この研究は,日蓮仏教が信仰者に与える心理的影響を考察するために,近代日本における日蓮仏教の信仰者一人一人にスポットを当て,調査考察を試みようとするものである.今回は,京都駅前に建つビジネスホテル・法華クラブの創業者である小島愛之助を取り上げた.彼は法華倶楽部を創業する以前,「宇都宮太郎」という芸名で,日蓮の生涯を庶民に広めるための「統一節」なる講談を全国各地で興行していた.本稿では,小島の生涯において,大正年間の日記に確認できる,入門・巡行の生活,玉雄との結婚,長男の誕生,次男の早世,という4つの出来事に焦点を当て,彼の信仰の特質について考察した.

小島愛之助は明治17年(1884)兵庫県に生まれ,大正元年(1912)に統一節と出会う.統一節とは日蓮の生涯を節とともに読み上げていく講談で,講談師「宇都宮主計之助」,本名妹尾朔によって創作された.小島は妹尾を師とし,宇都宮太郎の名前で布教の日々を送る.妹尾について巡講の旅に出るようになると,小島の日蓮信仰が深まりを見せる.当初は統一節という芸能に魅了されていたが,日蓮遺文に触れて日蓮への理解が深まると,日蓮仏教の布教のため,その責務を果たすべく行動するようになっていく.

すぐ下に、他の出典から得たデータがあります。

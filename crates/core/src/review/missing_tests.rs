use super::*;
use proptest::prelude::*;

fn registry() -> ReviewerRegistry {
    [("1", "@user1"), ("2", "@user2"), ("3", "@user3"), ("4", "@user4")]
        .into_iter()
        .collect()
}

fn login(login: &str) -> User {
    User {
        id: 0,
        username: login.to_string(),
        name: String::new(),
    }
}

fn keys(keys: &[&str]) -> Vec<String> {
    keys.iter().map(|k| k.to_string()).collect()
}

#[test]
fn test_missing_from_registry() {
    let missing = missing_from_registry(&keys(&["1", "3"]), &registry());
    assert_eq!(missing, vec!["@user2", "@user4"]);
}

#[test]
fn test_nobody_missing_when_everyone_acknowledged() {
    let missing = missing_from_registry(&keys(&["4", "3", "2", "1"]), &registry());
    assert!(missing.is_empty());
}

#[test]
fn test_unregistered_acknowledgments_are_ignored() {
    let missing = missing_from_registry(&keys(&["99", "1"]), &registry());
    assert_eq!(missing, vec!["@user2", "@user3", "@user4"]);
}

#[test]
fn test_empty_registry_has_nobody_missing() {
    let missing = missing_from_registry(&keys(&["1"]), &ReviewerRegistry::default());
    assert!(missing.is_empty());
}

#[test]
fn test_missing_requested_reviewers() {
    let registry: ReviewerRegistry = [("reviewer0", "@r0"), ("reviewer1", "@r1")]
        .into_iter()
        .collect();
    let requested = vec![login("reviewer0"), login("reviewer1"), login("reviewer2")];

    let missing = missing_requested_reviewers(
        &requested,
        &keys(&["owner", "reviewer1"]),
        &registry,
        IdentityKey::Username,
    );
    assert_eq!(missing, vec!["@r0", "reviewer2"]);
}

#[test]
fn test_unregistered_reviewer_is_listed_even_after_acknowledging() {
    let registry: ReviewerRegistry = [("someone", "@someone")].into_iter().collect();
    let requested = vec![login("ghost")];

    let missing = missing_requested_reviewers(
        &requested,
        &keys(&["author", "ghost"]),
        &registry,
        IdentityKey::Username,
    );
    assert_eq!(missing, vec!["ghost"]);
}

#[test]
fn test_no_requested_reviewers() {
    let missing = missing_requested_reviewers(
        &[],
        &keys(&["owner"]),
        &registry(),
        IdentityKey::Username,
    );
    assert!(missing.is_empty());
}

#[test]
fn test_duplicate_requested_reviewers_are_listed_once() {
    let requested = vec![login("reviewer0"), login("reviewer0")];

    let missing = missing_requested_reviewers(
        &requested,
        &[],
        &ReviewerRegistry::default(),
        IdentityKey::Username,
    );
    assert_eq!(missing, vec!["reviewer0"]);
}

#[test]
fn test_reviewers_sharing_a_chat_name_are_both_listed() {
    let registry: ReviewerRegistry = [("alice", "@team"), ("bob", "@team")]
        .into_iter()
        .collect();
    let requested = vec![login("alice"), login("bob")];

    let missing = missing_requested_reviewers(
        &requested,
        &keys(&["owner"]),
        &registry,
        IdentityKey::Username,
    );
    assert_eq!(missing, vec!["@team", "@team"]);
}

proptest! {
    #[test]
    fn test_missing_from_registry_ignores_acknowledgment_order(
        mut acknowledged in proptest::collection::vec("[0-9]", 0..8)
    ) {
        let registry: ReviewerRegistry = (0..10).map(|i| (i.to_string(), format!("@u{}", i))).collect();

        let first = missing_from_registry(&acknowledged, &registry);
        acknowledged.reverse();
        let second = missing_from_registry(&acknowledged, &registry);

        prop_assert_eq!(&first, &second);
        for name in &first {
            let key = name.trim_start_matches("@u");
            prop_assert!(!acknowledged.iter().any(|a| a == key));
        }
    }
}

小島は,常に使命感に基づいて行動していたと考えられる.それは,日蓮仏教を広宣流布するための統一節であり,法華倶楽部創業であり,立正活映株式会社の設立であった.その使命感を強化するもの,換言すれば小島を信仰へ導くものとして,妹尾朔によって執筆された日蓮伝があり,日蓮の生き方が規範となって,彼を突き動かしたといえるであろう.